Namun kali ini sepertinya dewi keberuntungan tidak berpihak padaku, atau Allah
sedang memberikan ujian pada ku. Walaupun obat sebagai perantara tetap saja
ketentuan ada ditanganya.
Menjelang
malam kira-kira pukul 21-00 WIB, kurebahkan tubuh ini dan kutarik selimut demi
menutupi sekujur tubuhku dengan tujuan menyembunyikan rasa sakit yang mendera. Karena
apa yang aku derita kali ini adalah rasa sakit yang apabila berisik sedikitpun
maka kekesalan yang muncul. Kemudian ada hal yang membuat hati dan amarah ini
semakin memanas dan membara, itulah kegaduhan. Karena aku tidak mau memberikan
kekecewaan terhadap yang lain atas penyakitku ini, bahkan mengganggunya, maka
ketika aku bungkus tubuh ini dengan selimut tebal, dalam kondisi pengap, gerah,
gaduh, kupejamkan mata ini yang dimana menahan rasa sakit, kuregangkan setaip
urat dan tenagaku demi menahannya. tangan yang kugenggamkan perlahan lelah dan
tak bertenaga saking lama dan kesalnya perasaan ketika dalam ruangan yang
berukuran 2,5 x 2,5 M terdengar suara yang sedikit menggangu ketenangan,
bahakan Dalam volume 5 pun jika saat itu sangatlah membuat hati ini kesal bahkan
ingin rasanya berteriak dan membludakan rasa sakit ini pada yang lain. Namun
aku berusaha menahanya, dan aku tak kuasa memberikan peringatan terhadap sumber
yang mengeluarkan suara tersebut. tidak mungkin aku memotong sin yang sedang
berlangsung. Nanti tanggung cerintanya.
Sabar
memang ada batasanya, lama aku terkulai dalam kekesalan, aku perlahan bangkit
dan keluar, ternyata setelah aku beridri dan menatap langit yang cerah
berbintang, indah sepertinya dan memang indah. Namun sayang keindahan itu tak
sebanding lurus dengan kondisiku yang sedikit kesal dengan keadaan sekitar.
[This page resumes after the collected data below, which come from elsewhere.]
//! Coefficient parser
//!
//! Extracts signed decimal numbers from free-form text. The parser never
//! fails: anything that is not a number is reported in `skipped` and, when no
//! number is found at all, the result is the constant polynomial `1`.
//!
//! Numbers are an optional sign (whitespace allowed before the digits), digits,
//! and an optional fractional part. A comma is a decimal separator only when it
//! is the single comma of its numeric run and that run has no dot, so
//! `"1,5 2,25"` reads as `[1.5, 2.25]` while `"1,2,3"` reads as `[1, 2, 3]`.

use serde::Serialize;

use super::format::format_coefficients;
use super::Polynomial;

/// Why a piece of input was not turned into a coefficient
#[derive(Debug, Clone, Copy, PartialEq, Eq, Serialize)]
#[serde(rename_all = "snake_case")]
pub enum SkipReason {
    /// Text containing no digits
    NotANumber,
    /// Numeric literal whose value is not a finite f64
    OutOfRange,
}

/// A fragment of the input that did not become a coefficient
#[derive(Debug, Clone, PartialEq, Eq, Serialize)]
pub struct SkippedToken {
    /// The fragment as it appeared in the input
    pub text: String,
    /// Byte offset of the fragment in the input
    pub offset: usize,
    pub reason: SkipReason,
}

/// Result of parsing one coefficient field
#[derive(Debug, Clone, PartialEq, Serialize)]
pub struct ParsedPolynomial {
    /// Parsed polynomial (`1` when nothing parsed)
    pub polynomial: Polynomial,
    /// Canonical display string, e.g. `1S^2 + 2S + 3`
    pub display: String,
    /// Diagnostics for discarded input
    pub skipped: Vec<SkippedToken>,
    /// True when no number was found and the `1` fallback was used
    pub defaulted: bool,
}

impl ParsedPolynomial {
    /// Coefficients, highest power first
    #[inline]
    pub fn coefficients(&self) -> &[f64] {
        self.polynomial.coefficients()
    }
}

/// Parse free text into polynomial coefficients
///
/// # Example
/// ```
/// use bode_core::polynomial::parse_coefficients;
///
/// let parsed = parse_coefficients("1,2,3");
/// assert_eq!(parsed.coefficients(), &[1.0, 2.0, 3.0]);
/// assert_eq!(parsed.display, "1S^2 + 2S + 3");
/// ```
pub fn parse_coefficients(text: &str) -> ParsedPolynomial {
    let (values, skipped) = Scanner::new(text).run();

    let defaulted = values.is_empty();
    let polynomial = Polynomial::new(values);
    let display = format_coefficients(polynomial.coefficients());

    log::debug!(
        "parsed {:?} into {} coefficient(s), {} skipped token(s)",
        text,
        polynomial.coefficients().len(),
        skipped.len()
    );

    ParsedPolynomial {
        polynomial,
        display,
        skipped,
        defaulted,
    }
}

/// Characters that separate numbers without being reported as noise
fn is_separator(c: char) -> bool {
    c.is_whitespace() || matches!(c, ',' | ';' | '.' | '(' | ')' | '[' | ']' | '{' | '}')
}

fn is_sign(c: char) -> bool {
    c == '+' || c == '-'
}

/// Mark the commas that act as decimal separators
///
/// A numeric run is a maximal sequence of digits, dots and commas.
fn decimal_commas(chars: &[(usize, char)]) -> Vec<bool> {
    let in_run = |c: char| c.is_ascii_digit() || c == '.' || c == ',';
    let mut flags = vec![false; chars.len()];

    let mut i = 0;
    while i < chars.len() {
        if !in_run(chars[i].1) {
            i += 1;
            continue;
        }
        let start = i;
        while i < chars.len() && in_run(chars[i].1) {
            i += 1;
        }
        let run = &chars[start..i];
        let commas = run.iter().filter(|(_, c)| *c == ',').count();
        let dots = run.iter().filter(|(_, c)| *c == '.').count();
        if commas != 1 || dots != 0 {
            continue;
        }
        if let Some(k) = run.iter().position(|(_, c)| *c == ',') {
            // Only digits surround it inside such a run
            if k > 0 && k + 1 < run.len() {
                flags[start + k] = true;
            }
        }
    }

    flags
}

/// Internal scanner state
struct Scanner<'a> {
    text: &'a str,
    chars: Vec<(usize, char)>,
    decimal_comma: Vec<bool>,
    pos: usize,
    values: Vec<f64>,
    skipped: Vec<SkippedToken>,
}

impl<'a> Scanner<'a> {
    fn new(text: &'a str) -> Self {
        let chars: Vec<(usize, char)> = text.char_indices().collect();
        let decimal_comma = decimal_commas(&chars);
        Self {
            text,
            chars,
            decimal_comma,
            pos: 0,
            values: Vec::new(),
            skipped: Vec::new(),
        }
    }

    fn run(mut self) -> (Vec<f64>, Vec<SkippedToken>) {
        while let Some(c) = self.char_at(self.pos) {
            if c.is_ascii_digit() {
                self.number(self.pos, None);
            } else if is_sign(c) {
                self.signed_number(c);
            } else if is_separator(c) {
                self.pos += 1;
            } else {
                self.noise();
            }
        }
        (self.values, self.skipped)
    }

    #[inline]
    fn char_at(&self, idx: usize) -> Option<char> {
        self.chars.get(idx).map(|&(_, c)| c)
    }

    fn byte_offset(&self, idx: usize) -> usize {
        self.chars
            .get(idx)
            .map(|&(b, _)| b)
            .unwrap_or(self.text.len())
    }

    /// Sign at `pos`: attach it to the next number if only whitespace follows
    fn signed_number(&mut self, sign: char) {
        let mut next = self.pos + 1;
        while self.char_at(next).is_some_and(char::is_whitespace) {
            next += 1;
        }
        if self.char_at(next).is_some_and(|d| d.is_ascii_digit()) {
            let start = self.pos;
            self.pos = next;
            self.number(start, Some(sign));
        } else {
            // A dangling sign is a separator
            self.pos += 1;
        }
    }

    /// Number whose first digit is at `pos`; `start` includes the sign if any
    fn number(&mut self, start: usize, sign: Option<char>) {
        let mut literal = String::new();
        if sign == Some('-') {
            literal.push('-');
        }
        self.take_digits(&mut literal);

        if let Some(sep) = self.char_at(self.pos) {
            let is_decimal = sep == '.' || (sep == ',' && self.decimal_comma[self.pos]);
            if is_decimal && self.char_at(self.pos + 1).is_some_and(|d| d.is_ascii_digit()) {
                literal.push('.');
                self.pos += 1;
                self.take_digits(&mut literal);
            }
        }

        match literal.parse::<f64>() {
            Ok(value) if value.is_finite() => self.values.push(value),
            _ => self.skip(start, SkipReason::OutOfRange),
        }
    }

    fn take_digits(&mut self, literal: &mut String) {
        while let Some(d) = self.char_at(self.pos).filter(char::is_ascii_digit) {
            literal.push(d);
            self.pos += 1;
        }
    }

    /// Run of characters that are neither digits, signs nor separators
    fn noise(&mut self) {
        let start = self.pos;
        while let Some(c) = self.char_at(self.pos) {
            if c.is_ascii_digit() || is_sign(c) || is_separator(c) {
                break;
            }
            self.pos += 1;
        }
        self.skip(start, SkipReason::NotANumber);
    }

    fn skip(&mut self, start: usize, reason: SkipReason) {
        let from = self.byte_offset(start);
        let to = self.byte_offset(self.pos);
        let text = self.text[from..to].to_string();
        log::debug!("skipping {:?} at byte {}: {:?}", text, from, reason);
        self.skipped.push(SkippedToken {
            text,
            offset: from,
            reason,
        });
    }
}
Mungkin pelaku yang ada di dunia sekitarku sedang asyik dengan kemubaziran
waktunya, yang bisanya hanya memberikan kebisingan, tertawa terbahak-bahak yang
tak bermanfaat, dll. Didalam dan diluar ruangan tak ada bedanya. Terkadang aku
merasa lelah dengan kondisi lingkunagn ku kali ini. Tapi karena ini adalah
tuntutan ku hingga beberapa bulan kedepan lagi jadi terpaksa aku membiasakan
diri hidup dalam lingkungan mahasiswa yang banyak kebiasaanya hanya sebatas
itu-itu saja. Ya menurutku sayang mereka memanfaatkan waktu dengan sia-sia.
Lama
ku berdiri menatap langit cerah, ada inisiatif baru demi mengurangi rasa sakit
terpaksa aku pergi mengambil air untuk berkumur. Dengan tujuan dengan aku
berlama-lama ada diluar semoga saja keadaan diruangan sudah berhenti dan
bioskop ditutup karena jarum jam menunjukan pukul 23-00 wib. Dan ternyata belum
juga usai, kucoba memberikan sebuah stimulus, bisa dikatakan tindakan simbolik,
sesuai dengan apa yang dipelajari, pasti faham. Ternyata tak berhasil. Kicauan
diluar kamarpun tak henti-hentinya dan memang setiap malampun seperti di pasar
minggu. Kubujurkan kembali dan kutarik selimut percis apa yang kulakukan kali
ini sama dengan yang kulakukan saat awal tadi, kutahan rasa sakit dengan memejamkan
mata, kueratkan gengaman, dan aku berusaha untuk tidur dan ternyata itu semua
hanya imaji semata. Bagaikan minta hujan saat panas tengah hari, mana mungkin.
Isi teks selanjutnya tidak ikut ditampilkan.